TransWorld Snow Industry Conference Biography: John McColly

John McColly

Find more information on the 2011 TransWorld Snow Industry Conference at

Thursday, March 3, 2011
3:00-4:00 p.m.

"Growing Snowboarding's Gene Pool: Where Will The Riders Of Tomorrow Come From? A Look At Evolving Markets and Populations"

We may be the coolest sport in the world (no, we're not biased, that's fact), but rider numbers have slowed their once meteoric growth and as the first generation of shreds ages and follows new pursuits and greener links, it's on us to spread the stoke to a new generation of riders every year.

The fact is the sport is aging and much whiter and man-ridden than the population as a whole. While this makes for an easy target demographic for marketers to reach, we're leaving a huge number of potential riders out in the…warm. As we compete for the hearts and minds of new shreds with an increasing digital array of distractions, this panel will focus its sites on how brands, retailers, and resorts can better target and appeal to youth, women, and multicultural people.

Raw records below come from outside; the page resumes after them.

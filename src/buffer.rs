//! Bounded history log for one session.
//!
//! Every byte the child writes is appended here so that channels attaching
//! mid-stream can be brought up to date with a single replay. The log never
//! grows past its configured limit: the oldest bytes are discarded first.

use bytes::{Bytes, BytesMut};

/// Default history limit in bytes.
pub const DEFAULT_HISTORY_LIMIT: usize = 500_000;

/// Append-only byte log with a hard upper bound.
#[derive(Debug)]
pub struct SessionBuffer {
    data: BytesMut,
    limit: usize,
    /// Total bytes ever appended, including trimmed ones.
    appended: u64,
}

impl SessionBuffer {
    pub fn new(limit: usize) -> Self {
        Self {
            data: BytesMut::with_capacity(limit.min(64 * 1024)),
            limit,
            appended: 0,
        }
    }

    /// Append a chunk, trimming from the front until `len() <= limit`.
    ///
    /// When a trim lands inside a UTF-8 sequence the cut is moved forward to
    /// the next character boundary, so a replay never starts with a torn
    /// character. Moving forward only ever shortens the log.
    pub fn append(&mut self, chunk: &[u8]) {
        self.appended += chunk.len() as u64;
        if self.limit == 0 {
            return;
        }

        // A chunk larger than the whole log only contributes its tail.
        let chunk = if chunk.len() > self.limit {
            &chunk[chunk.len() - self.limit..]
        } else {
            chunk
        };

        let overflow = (self.data.len() + chunk.len()).saturating_sub(self.limit);
        if overflow > 0 {
            if overflow >= self.data.len() {
                self.data.clear();
            } else {
                let _ = self.data.split_to(overflow);
            }
        }
        self.data.extend_from_slice(chunk);

        let skip = leading_continuation_bytes(&self.data);
        if skip > 0 && overflow > 0 {
            let _ = self.data.split_to(skip);
        }
    }

    /// A copy of the current history, verbatim.
    pub fn snapshot(&self) -> Bytes {
        Bytes::copy_from_slice(&self.data)
    }

    pub fn len(&self) -> usize {
        self.data.len()
    }

    pub fn is_empty(&self) -> bool {
        self.data.is_empty()
    }

    pub fn limit(&self) -> usize {
        self.limit
    }

    /// Total number of bytes appended over the buffer's lifetime.
    pub fn total_appended(&self) -> u64 {
        self.appended
    }

    pub fn clear(&mut self) {
        self.data.clear();
    }
}

/// Number of UTF-8 continuation bytes (`0b10xx_xxxx`) at the start of `data`,
/// capped at 3 (the longest possible tail of a torn character).
fn leading_continuation_bytes(data: &[u8]) -> usize {
    data.iter()
        .take(3)
        .take_while(|b| (**b & 0xC0) == 0x80)
        .count()
}

#[cfg(test)]
mod tests {
    use super::*;

    #[test]
    fn append_within_limit_keeps_everything() {
        let mut buf = SessionBuffer::new(16);
        buf.append(b"hello ");
        buf.append(b"world");
        assert_eq!(buf.snapshot(), Bytes::from_static(b"hello world"));
        assert_eq!(buf.len(), 11);
    }

    #[test]
    fn append_trims_oldest_first() {
        let mut buf = SessionBuffer::new(8);
        buf.append(b"abcdef");
        buf.append(b"ghij");
        assert_eq!(buf.snapshot(), Bytes::from_static(b"cdefghij"));
    }

    #[test]
    fn oversized_chunk_keeps_tail() {
        let mut buf = SessionBuffer::new(4);
        buf.append(b"0123456789");
        assert_eq!(buf.snapshot(), Bytes::from_static(b"6789"));
        assert_eq!(buf.total_appended(), 10);
    }

    #[test]
    fn length_never_exceeds_limit() {
        let mut buf = SessionBuffer::new(100);
        for i in 0..500usize {
            let chunk = vec![b'x'; (i * 7) % 43 + 1];
            buf.append(&chunk);
            assert!(buf.len() <= buf.limit(), "len {} > limit", buf.len());
        }
    }

    #[test]
    fn trim_does_not_start_inside_a_character() {
        let mut buf = SessionBuffer::new(5);
        // "é" is two bytes (0xC3 0xA9).
        buf.append("aé".as_bytes());
        buf.append(b"bc");
        // Exactly at limit: nothing trimmed.
        assert_eq!(buf.snapshot(), Bytes::from("aébc"));
        buf.append(b"d");
        // Dropping one byte ("a") leaves a valid start.
        assert_eq!(buf.snapshot(), Bytes::from("ébcd"));
        buf.append(b"e");
        // Dropping one more would tear "é"; the continuation byte goes too.
        assert_eq!(buf.snapshot(), Bytes::from("bcde"));
        assert!(std::str::from_utf8(&buf.snapshot()).is_ok());
    }

    #[test]
    fn zero_limit_stores_nothing() {
        let mut buf = SessionBuffer::new(0);
        buf.append(b"anything");
        assert!(buf.is_empty());
        assert_eq!(buf.total_appended(), 8);
    }

    #[test]
    fn clear_empties_the_log() {
        let mut buf = SessionBuffer::new(DEFAULT_HISTORY_LIMIT);
        buf.append(b"data");
        buf.clear();
        assert!(buf.is_empty());
    }
}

The other biggest challenge looming on the production side is the changing Chinese manufacturing environment. While all companies are being affected differently, this panel will discuss overall views of the challenges there and individual responses to help mitigate its impact on businesses.

Last but not least, we will discuss recent changes in the ordering process over the last several years. Retailers have decreased their prebooks and begun chasing product with at-once orders, how is that affecting both sides of the equation?


John McColly is a 19 year industry veteran and the Vice President of Sales and Marketing at Mountain High Resort, California. He is a five-time marketing award winner and an expert in youth culture, web development, and ethnic diversity. Raised in San Diego, John immersed himself in board sports at an early age, and his experience has produced powerful results. Mountain High is Southern California's most popular winter resort and the busiest 220 acres in the national forest.